*** DATA FOR PROCESSING

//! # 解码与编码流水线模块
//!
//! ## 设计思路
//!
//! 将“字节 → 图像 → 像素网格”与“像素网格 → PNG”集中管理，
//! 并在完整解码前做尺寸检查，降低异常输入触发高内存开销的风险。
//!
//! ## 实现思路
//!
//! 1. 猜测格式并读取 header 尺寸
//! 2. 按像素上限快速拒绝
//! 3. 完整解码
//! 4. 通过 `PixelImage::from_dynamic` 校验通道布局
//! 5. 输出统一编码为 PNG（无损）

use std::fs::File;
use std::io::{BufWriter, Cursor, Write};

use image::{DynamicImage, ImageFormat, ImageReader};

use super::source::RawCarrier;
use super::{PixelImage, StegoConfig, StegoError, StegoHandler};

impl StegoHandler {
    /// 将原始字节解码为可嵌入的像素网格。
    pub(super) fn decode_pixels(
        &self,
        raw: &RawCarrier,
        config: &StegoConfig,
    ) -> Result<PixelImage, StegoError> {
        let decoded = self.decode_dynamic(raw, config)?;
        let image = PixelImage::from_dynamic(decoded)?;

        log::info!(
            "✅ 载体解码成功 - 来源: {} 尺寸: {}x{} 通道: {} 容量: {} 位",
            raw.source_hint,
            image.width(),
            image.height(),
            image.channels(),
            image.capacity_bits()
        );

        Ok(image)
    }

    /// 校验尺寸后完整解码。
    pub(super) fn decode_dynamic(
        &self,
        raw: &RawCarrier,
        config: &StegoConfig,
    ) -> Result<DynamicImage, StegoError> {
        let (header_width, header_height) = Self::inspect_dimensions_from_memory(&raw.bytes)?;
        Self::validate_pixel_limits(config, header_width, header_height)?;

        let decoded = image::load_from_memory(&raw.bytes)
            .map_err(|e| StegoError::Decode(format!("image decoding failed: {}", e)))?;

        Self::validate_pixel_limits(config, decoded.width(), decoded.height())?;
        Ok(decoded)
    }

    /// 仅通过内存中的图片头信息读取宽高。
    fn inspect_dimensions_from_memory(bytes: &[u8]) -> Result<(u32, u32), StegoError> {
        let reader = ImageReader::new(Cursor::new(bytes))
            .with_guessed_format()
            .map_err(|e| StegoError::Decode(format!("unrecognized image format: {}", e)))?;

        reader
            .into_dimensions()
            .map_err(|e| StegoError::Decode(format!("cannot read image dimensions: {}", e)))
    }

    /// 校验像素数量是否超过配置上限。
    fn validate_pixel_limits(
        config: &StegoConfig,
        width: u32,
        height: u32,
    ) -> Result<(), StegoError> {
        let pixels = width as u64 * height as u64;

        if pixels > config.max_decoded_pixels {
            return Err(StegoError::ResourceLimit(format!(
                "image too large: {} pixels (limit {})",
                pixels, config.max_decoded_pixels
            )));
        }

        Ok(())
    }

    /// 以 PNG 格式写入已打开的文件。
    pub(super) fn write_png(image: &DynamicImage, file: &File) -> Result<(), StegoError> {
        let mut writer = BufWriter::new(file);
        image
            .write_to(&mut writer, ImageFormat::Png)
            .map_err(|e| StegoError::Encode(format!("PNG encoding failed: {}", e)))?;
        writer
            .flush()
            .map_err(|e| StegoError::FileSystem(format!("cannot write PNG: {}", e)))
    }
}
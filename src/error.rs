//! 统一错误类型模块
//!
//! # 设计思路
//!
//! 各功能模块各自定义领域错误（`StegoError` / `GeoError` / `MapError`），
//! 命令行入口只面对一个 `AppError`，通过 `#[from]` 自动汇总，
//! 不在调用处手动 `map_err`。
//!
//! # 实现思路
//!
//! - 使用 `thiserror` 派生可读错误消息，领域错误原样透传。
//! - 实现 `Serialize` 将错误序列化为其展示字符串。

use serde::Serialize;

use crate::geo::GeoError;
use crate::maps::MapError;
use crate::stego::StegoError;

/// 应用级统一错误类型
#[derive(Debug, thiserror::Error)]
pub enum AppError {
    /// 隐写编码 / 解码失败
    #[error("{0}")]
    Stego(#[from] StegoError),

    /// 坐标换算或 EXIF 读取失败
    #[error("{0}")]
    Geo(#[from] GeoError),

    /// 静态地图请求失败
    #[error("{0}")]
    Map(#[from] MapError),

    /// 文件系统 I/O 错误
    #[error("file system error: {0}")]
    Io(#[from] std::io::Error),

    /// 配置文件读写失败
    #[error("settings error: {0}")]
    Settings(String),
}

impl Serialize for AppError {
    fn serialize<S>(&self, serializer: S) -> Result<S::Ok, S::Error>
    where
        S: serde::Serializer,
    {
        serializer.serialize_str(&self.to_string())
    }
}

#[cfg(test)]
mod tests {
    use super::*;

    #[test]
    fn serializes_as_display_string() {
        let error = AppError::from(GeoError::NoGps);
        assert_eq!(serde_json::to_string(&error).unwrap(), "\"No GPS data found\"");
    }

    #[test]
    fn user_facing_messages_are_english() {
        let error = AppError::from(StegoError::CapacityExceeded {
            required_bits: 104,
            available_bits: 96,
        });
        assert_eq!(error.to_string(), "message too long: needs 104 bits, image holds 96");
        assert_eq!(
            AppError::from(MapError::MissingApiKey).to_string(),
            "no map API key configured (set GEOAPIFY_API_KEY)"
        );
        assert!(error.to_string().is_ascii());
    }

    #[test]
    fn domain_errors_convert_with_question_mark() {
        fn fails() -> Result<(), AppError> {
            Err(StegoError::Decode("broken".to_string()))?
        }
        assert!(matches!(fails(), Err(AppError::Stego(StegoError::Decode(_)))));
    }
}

******

- **PROMPT**
The first line of the records and every line down to the line with "use std::fs::File;" must be quoted exactly; leave out all else.

- **RESPONSE AREA**
//! # 解码与编码流水线模块
//!
//! ## 设计思路
//!
//! 将“字节 → 图像 → 像素网格”与“像素网格 → PNG”集中管理，
//! 并在完整解码前做尺寸检查，降低异常输入触发高内存开销的风险。
//!
//! ## 实现思路
//!
//! 1. 猜测格式并读取 header 尺寸
//! 2. 按像素上限快速拒绝
//! 3. 完整解码
//! 4. 通过 `PixelImage::from_dynamic` 校验通道布局
//! 5. 输出统一编码为 PNG（无损）

use std::fs::File;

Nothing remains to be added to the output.